Monday, March 9, 2009

ASTRO's Patient Education Program Wins National Award

The American Society for Radiation Oncology (ASTRO) has been selected as one of only 21 organizations nationwide to receive an Award of Excellence in the first round of the 2009 Associations Advance America (AAA) Awards, which is a national competition sponsored by the American Society of Association Executives and the Center for Association Leadership in Washington.

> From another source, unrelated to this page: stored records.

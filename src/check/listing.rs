//! List rendering for the summary line and debug dumps.
//!
//! Items are quoted and escaped so that any provider body, including
//! multi-line HTML, renders on a single line.

use std::fmt::{self, Write};

/// A string rendered as a quoted literal.
///
/// Single quotes are used unless the text contains `'` and no `"`.
/// Backslashes, the chosen quote, control characters and non-space
/// whitespace are escaped.
pub struct Quoted<'a>(pub &'a str);

impl fmt::Display for Quoted<'_> {
    fn fmt(&self, f: &mut fmt::Formatter<'_>) -> fmt::Result {
        let quote = if self.0.contains('\'') && !self.0.contains('"') {
            '"'
        } else {
            '\''
        };

        f.write_char(quote)?;
        for c in self.0.chars() {
            match c {
                '\\' => f.write_str("\\\\")?,
                '\n' => f.write_str("\\n")?,
                '\r' => f.write_str("\\r")?,
                '\t' => f.write_str("\\t")?,
                c if c == quote => write!(f, "\\{c}")?,
                c if c.is_control() || (c.is_whitespace() && c != ' ') => {
                    let code = u32::from(c);
                    match code {
                        0..=0xFF => write!(f, "\\x{code:02x}")?,
                        0x100..=0xFFFF => write!(f, "\\u{code:04x}")?,
                        _ => write!(f, "\\U{code:08x}")?,
                    }
                }
                c => f.write_char(c)?,
            }
        }
        f.write_char(quote)
    }
}

/// Bracketed, comma separated list of [`Quoted`] items.
pub struct QuotedList<'a>(pub &'a [&'a str]);

impl fmt::Display for QuotedList<'_> {
    fn fmt(&self, f: &mut fmt::Formatter<'_>) -> fmt::Result {
        f.write_char('[')?;
        for (i, item) in self.0.iter().enumerate() {
            if i > 0 {
                f.write_str(", ")?;
            }
            write!(f, "{}", Quoted(item))?;
        }
        f.write_char(']')
    }
}

/// Bracketed list of `True`/`False` flags.
pub struct FlagList<'a>(pub &'a [bool]);

impl fmt::Display for FlagList<'_> {
    fn fmt(&self, f: &mut fmt::Formatter<'_>) -> fmt::Result {
        f.write_char('[')?;
        for (i, flag) in self.0.iter().enumerate() {
            if i > 0 {
                f.write_str(", ")?;
            }
            f.write_str(if *flag { "True" } else { "False" })?;
        }
        f.write_char(']')
    }
}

ASTRO's patient outreach program was honored with an AAA Award for its efforts to help cancer patients understand the complexity of radiation therapy treatment and is now in the running to receive a Summit Award, which is ASAE and the Center's top recognition for association programs.

"ASTRO is very committed to helping patients better understand how radiation therapy works and to giving our members the tools to explain this complex, yet very effective treatment to their patients in an easy to understand way," Laura I. Thevenot, ASTRO CEO, said. "We are extremely proud to be recognized by ASAE with an AAA Award for our hard work in helping cancer patients decipher their treatment options."

source: American Society for Radiation Oncology

Sunday, March 1, 2009

New treatment for prostate cancer allows greater precision in targeting radiation

SYRACUSE, N.Y.— University Hospital of SUNY Upstate Medical University is first hospital in the region to offer the a new treatment for prostate cancer that allows clinicians to accurately manage the delivery of radiation to prostate cancer tumors. Also referred to as “GPS for the Body,” the Calypso 4D Localization System provides for the delivery of precision‑guided radiation therapy to the prostate with continuous, objective, organ‑motion detection and monitoring.

According to Jeffrey Bogart, M.D., professor and chair of the Department of Radiation Oncology at SUNY Upstate, organ motion, which naturally occurs as a result of normal body physiology—such as the bladder filling—may cause the prostate to move slightly, potentially compromising the precise delivery of radiation during treatment.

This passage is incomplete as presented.